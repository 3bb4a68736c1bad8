//! The phases, in order, each on a fixed-size worker pool
//!
//! Workers within a phase share nothing mutable; they only read common inputs and write files
//! named after themselves. The merge and the aggregation are the points where one phase waits
//! for all workers of the previous one.
use std::path::{Path, PathBuf};
use std::sync::Arc;
use std::time::Instant;
use rayon::prelude::*;
use rayon::{ThreadPool, ThreadPoolBuilder};
use crate::aggregate::{self, AggregateReport, EdgeAggregator};
use crate::builder::{self, BuildReport};
use crate::config::Settings;
use crate::errors::*;
use crate::language::{Builtin, Language};
use crate::layout::{self, Layout};
use crate::merger::{self, GlobalDictionary, MergeReport};
use crate::preprocess::{WordPreprocessor, WordTransformer};
use crate::source::SentenceSource;
use crate::unique;
use crate::window::{self, ExtractReport, Manifest, WindowExtractor};

pub const WORD_PROCESSING: &str = "word processing";
pub const SENTENCE_PROCESSING: &str = "sentence processing";
pub const WORD_PAIRS_PROCESSING: &str = "word pairs processing";

pub struct Pipeline {
    settings: Settings,
    layout: Layout,
    source: SentenceSource,
    language: Arc<dyn Language>,
    transformer: Option<Arc<dyn WordTransformer>>,
    pool: ThreadPool,
}

impl Pipeline {
    /// Check the settings and set up the collaborators they name. Nothing runs yet.
    pub fn new<P: AsRef<Path>>(settings: Settings, output_dir: P) -> Result<Self> {
        settings.validate()?;
        let source = SentenceSource::from_kind(
            &settings.file_parser,
            &settings.json_attribute,
            settings.xml_node_path.as_ref().map(String::as_str),
            settings.node_attribute.as_ref().map(String::as_str))?;
        let language: Arc<dyn Language> = Arc::new(Builtin::for_code(&settings.lang)?);
        let pool = ThreadPoolBuilder::new()
            .num_threads(settings.process_num)
            .thread_name(|i| format!("wordgraph-worker-{}", i))
            .build()?;
        Ok(Pipeline {
            settings,
            layout: Layout::new(output_dir),
            source,
            language,
            transformer: None,
            pool,
        })
    }

    /// Use a different sentence source, e.g. a `SentenceSource::defined` parser
    pub fn with_source(mut self, source: SentenceSource) -> Self {
        self.source = source;
        self
    }

    pub fn with_language(mut self, language: Arc<dyn Language>) -> Self {
        self.language = language;
        self
    }

    /// Run a hook on every token after the built-in filters
    pub fn with_word_transformer(mut self, transformer: Arc<dyn WordTransformer>) -> Self {
        self.transformer = Some(transformer);
        self
    }

    pub fn settings(&self) -> &Settings { &self.settings }
    pub fn layout(&self) -> &Layout { &self.layout }

    fn preprocessor(&self) -> Result<WordPreprocessor> {
        let preprocessor = WordPreprocessor::new(self.settings.filters.clone(), self.language.clone())?;
        Ok(match self.transformer {
            Some(ref hook) => preprocessor.with_transformer(hook.clone()),
            None => preprocessor,
        })
    }

    /// Build the local dictionaries in parallel, then merge them
    pub fn word_processing<P: AsRef<Path>>(&self, data_dir: P) -> Result<(GlobalDictionary, MergeReport)> {
        self.word_processing_inner(data_dir.as_ref()).map_err(|e| e.in_phase(WORD_PROCESSING))
    }

    fn word_processing_inner(&self, data_dir: &Path) -> Result<(GlobalDictionary, MergeReport)> {
        let start = Instant::now();
        self.layout.create_all()?;
        builder::clear_outputs(&self.layout)?;
        // Shards and graphs hold ids of the dictionary about to be replaced
        window::clear_outputs(&self.layout)?;
        aggregate::clear_outputs(&self.layout)?;
        let preprocessor = self.preprocessor()?;

        let files: Vec<(usize, PathBuf)> = layout::corpus_files(data_dir)?.into_iter().enumerate().collect();
        let batches = layout::partition(&files, self.settings.process_num);
        info!("Building vocabulary of {} files with {} workers", files.len(), batches.len());
        let reports: Vec<BuildReport> = self.pool.install(|| {
            batches.par_iter()
                .enumerate()
                .map(|(worker, batch)| builder::build_local_vocabulary(
                    worker, batch, &self.source, &preprocessor, &self.layout))
                .collect::<Result<Vec<_>>>()
        })?;
        for r in &reports {
            info!("Worker {}: {} files ({} skipped), {} sentences, {} tokens, {} distinct words",
                r.worker, r.files, r.skipped, r.sentences, r.tokens, r.vocabulary);
        }

        let (dict, report) = merger::merge_vocabulary(&self.layout)?;
        info!("Merged {} local dictionaries into {} words ({} tokens) in {:.2}s",
            report.local_dictionaries, report.vocabulary, report.tokens, start.elapsed().as_secs_f64());
        Ok((dict, report))
    }

    /// Count windowed word pairs into bounded sets of shard files
    pub fn sentence_processing(&self) -> Result<Vec<ExtractReport>> {
        self.sentence_processing_inner().map_err(|e| e.in_phase(SENTENCE_PROCESSING))
    }

    fn sentence_processing_inner(&self) -> Result<Vec<ExtractReport>> {
        let start = Instant::now();
        self.layout.create_all()?;
        window::clear_outputs(&self.layout)?;
        let dict = GlobalDictionary::load(self.layout.merged_dict())?;
        let remaps = window::load_remaps(&self.layout)?;
        let files = window::encoded_files(&self.layout)?;
        let batches = layout::partition(&files, self.settings.process_num);
        Manifest {
            max_window_size: self.settings.max_window_size,
            shards: self.settings.safe_files_number_per_processor,
            workers: batches.len(),
            shard_hash: self.settings.shard_hash.name().to_string(),
            vocabulary: dict.len(),
            dictionary: merger::dictionary_fingerprint(self.layout.merged_dict())?,
        }.save(&self.layout)?;

        let extractor = WindowExtractor {
            layout: &self.layout,
            max_window_size: self.settings.max_window_size,
            shards: self.settings.safe_files_number_per_processor,
            hash: self.settings.shard_hash,
            flush_pairs: self.settings.flush_pairs,
        };
        info!("Extracting windows up to {} from {} encoded texts with {} workers",
            extractor.max_window_size, files.len(), batches.len());
        let reports: Vec<ExtractReport> = self.pool.install(|| {
            batches.par_iter()
                .enumerate()
                .map(|(worker, batch)| extractor.extract(worker, batch, &remaps))
                .collect::<Result<Vec<_>>>()
        })?;
        for r in &reports {
            info!("Worker {}: {} files, {} sentences, {} shard records",
                r.worker, r.files, r.sentences, r.records);
        }
        info!("Sentence processing took {:.2}s", start.elapsed().as_secs_f64());
        Ok(reports)
    }

    /// Merge the shards into the final graph, one edge list per window size
    pub fn word_pairs_processing(&self) -> Result<AggregateReport> {
        self.word_pairs_processing_inner().map_err(|e| e.in_phase(WORD_PAIRS_PROCESSING))
    }

    fn word_pairs_processing_inner(&self) -> Result<AggregateReport> {
        let start = Instant::now();
        self.layout.create_all()?;
        aggregate::clear_outputs(&self.layout)?;
        let dict = GlobalDictionary::load(self.layout.merged_dict())?;
        let aggregator = EdgeAggregator {
            layout: &self.layout,
            min_count: self.settings.min_count,
            max_vocab_size: self.settings.max_vocab_size,
        };
        let report = aggregator.run(&dict, self.settings.max_window_size, &self.pool)?;
        info!("Word pairs processing took {:.2}s", start.elapsed().as_secs_f64());
        Ok(report)
    }

    /// Merge the per-worker node records into `<output_dir>/nodes_<attribute>.txt`
    pub fn merge_nodes(&self) -> Result<Option<usize>> {
        let attr = match self.source.node_attribute() {
            Some(attr) => attr,
            None => return Ok(None),
        };
        let output = self.layout.root().join(format!("nodes_{}.txt", attr));
        let count = unique::merge_unique_to_single_file(
            self.layout.dicts(), &format!("nodes_{}_", attr), &output)?;
        info!("{} unique {} records in {}", count, attr, output.display());
        Ok(Some(count))
    }

    /// Every phase, in order
    pub fn run_all<P: AsRef<Path>>(&self, data_dir: P, clean: bool) -> Result<AggregateReport> {
        let start = Instant::now();
        self.word_processing(data_dir)?;
        self.sentence_processing()?;
        let report = self.word_pairs_processing()?;
        self.merge_nodes()?;
        if clean {
            let removed = aggregate::remove_shards(&self.layout)?;
            info!("Removed {} edge shards", removed);
        }
        info!("Time in seconds: {:.2}", start.elapsed().as_secs_f64());
        Ok(report)
    }
}
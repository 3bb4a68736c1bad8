//
// Errors
//
use std::error;
use std::fmt;
use std::io;
use std::num;
use std::path::PathBuf;
use std::result;

/// Type alias for wordgraph errors
pub type Result<X> = result::Result<X, Error>;

/// Wrapper for many kinds of errors occuring while building a graph
#[derive(Debug)]
pub enum Error {
    /// Bad settings or collaborators. Always raised before any phase starts.
    Configuration(String),
    /// A corpus file could not be read or parsed. Workers skip these.
    Ingestion(PathBuf, String),
    /// Intermediate files that do not agree with one another. The phase must be re-run.
    MergeInconsistency(String),
    /// Something failed inside the named phase
    Phase(&'static str, Box<Error>),
    ThreadPool(rayon::ThreadPoolBuildError),
    IOError(io::Error),
    ParseIntError(num::ParseIntError),
    JsonError(serde_json::Error),
    RegexError(regex::Error),
    MissingFile(&'static str, Option<io::Error>),
    Other(String),
}

impl Error {
    /// Attach the phase name, unless it's already there
    pub fn in_phase(self, phase: &'static str) -> Error {
        match self {
            Error::Phase(..) => self,
            other => Error::Phase(phase, Box::new(other)),
        }
    }
}

impl fmt::Display for Error {
    fn fmt(&self, f: &mut fmt::Formatter) -> fmt::Result {
        match *self {
            Error::Configuration(ref info) => write!(f, "Configuration error: {}", info),
            Error::Ingestion(ref path, ref info) => {
                write!(f, "Could not ingest {}: {}", path.display(), info)
            }
            Error::MergeInconsistency(ref info) => write!(f, "Inconsistent intermediate data: {}", info),
            Error::Phase(phase, ref err) => write!(f, "The {} phase failed. {}", phase, err),
            Error::ThreadPool(ref err) => write!(f, "Could not start worker pool: {}", err),
            Error::IOError(ref err) => write!(f, "IO error: {}", err),
            Error::ParseIntError(ref err) => write!(f, "Error parsing integer: {}", err),
            Error::JsonError(ref err) => write!(f, "JSON error: {}", err),
            Error::RegexError(ref err) => write!(f, "Regex error: {}", err),
            Error::MissingFile(ref info, ref opt_err) => {
                write!(f,
                    "The {} must already exist at this point but there was a problem opening it. \
                    Wrong directory? Maybe missed a step? The OS error was: ",
                    info)?;
                if let Some(ref err) = *opt_err { err.fmt(f) }
                else { write!(f, "Unknown") }
            },
            Error::Other(ref info) => write!(f, "{}", info),
        }
    }
}

impl error::Error for Error {
    fn source(&self) -> Option<&(dyn error::Error + 'static)> {
        match *self {
            Error::Phase(_, ref err) => Some(err.as_ref()),
            Error::ThreadPool(ref err) => Some(err),
            Error::IOError(ref err) => Some(err),
            Error::ParseIntError(ref err) => Some(err),
            Error::JsonError(ref err) => Some(err),
            Error::RegexError(ref err) => Some(err),
            Error::MissingFile(_, Some(ref err)) => Some(err),
            _ => None,
        }
    }
}
//
// Convert everything else into Error
//
impl From<rayon::ThreadPoolBuildError> for Error {
    fn from(err: rayon::ThreadPoolBuildError) -> Self {
        Error::ThreadPool(err)
    }
}
impl From<io::Error> for Error {
    fn from(err: io::Error) -> Self {
        Error::IOError(err)
    }
}
impl From<num::ParseIntError> for Error {
    fn from(err: num::ParseIntError) -> Self {
        Error::ParseIntError(err)
    }
}
impl From<serde_json::Error> for Error {
    fn from(err: serde_json::Error) -> Self {
        Error::JsonError(err)
    }
}
impl From<regex::Error> for Error {
    fn from(err: regex::Error) -> Self {
        Error::RegexError(err)
    }
}

//
// Convert Error into a general io Error
//
impl From<Error> for io::Error {
    fn from(err: Error) -> Self {
        io::Error::new(io::ErrorKind::Other, err)
    }
}

#[cfg(test)]
mod tests {
    use super::*;
    use std::error::Error as StdError;

    #[test]
    fn phase_is_attached_once() {
        let err = Error::MergeInconsistency("d001_s0000_p0000.edges is truncated".into())
            .in_phase("word pairs processing")
            .in_phase("all");
        let text = err.to_string();
        assert!(text.starts_with("The word pairs processing phase failed."));
        assert!(text.contains("d001_s0000_p0000.edges"));
        assert!(err.source().is_some());
    }
}
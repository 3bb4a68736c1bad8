//! Merge many files into one file of unique lines
//!
//! Every file in a directory whose name starts with the given prefix is read, and each distinct
//! line is written once to the output. Order is not preserved. This is how the per-worker node
//! lists (e.g. `nodes_author_0000.txt`) become one list.

// Argument parsing
#[macro_use] extern crate clap;
// logging
#[macro_use] extern crate log;
extern crate env_logger;
// lastly, this library
extern crate wordgraph;

use std::path::Path;
use wordgraph::errors::*;
use wordgraph::unique;

pub fn main() {
    // Main can't return a Result, and the ? operator needs the enclosing function to return Result
    inner_main().expect("Could not recover. Exiting.");
}
pub fn inner_main() -> Result<()> {
    env_logger::init();
    let args = app_from_crate!()
        .arg_from_usage("<dir> 'directory holding the files to merge'")
        .arg_from_usage("<prefix> 'merge the files whose names start with this'")
        .arg_from_usage("<output> 'file in which to store the unique lines'")
        .get_matches();
    let dir = args.value_of("dir").unwrap_or(".");
    let prefix = args.value_of("prefix").unwrap_or("");
    let output = args.value_of("output").unwrap_or("merged.txt");

    let files = unique::files_starting_with(Path::new(dir), prefix)?;
    info!("Merging {} files starting with {:?} in {}, output goes to {}",
        files.len(), prefix, dir, output);
    let count = unique::merge_unique_to_single_file(dir, prefix, output)?;
    println!("{}", count);
    Ok(())
}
# # # #
# Task:
Write out only those lines of the entries that lie between the line containing "env_logger::init();" and the last line, inclusive, reproducing them exactly.

# Reply to the exercise:
    env_logger::init();
    let args = app_from_crate!()
        .arg_from_usage("<dir> 'directory holding the files to merge'")
        .arg_from_usage("<prefix> 'merge the files whose names start with this'")
        .arg_from_usage("<output> 'file in which to store the unique lines'")
        .get_matches();
    let dir = args.value_of("dir").unwrap_or(".");
    let prefix = args.value_of("prefix").unwrap_or("");
    let output = args.value_of("output").unwrap_or("merged.txt");

    let files = unique::files_starting_with(Path::new(dir), prefix)?;
    info!("Merging {} files starting with {:?} in {}, output goes to {}",
        files.len(), prefix, dir, output);
    let count = unique::merge_unique_to_single_file(dir, prefix, output)?;
    println!("{}", count);
    Ok(())
}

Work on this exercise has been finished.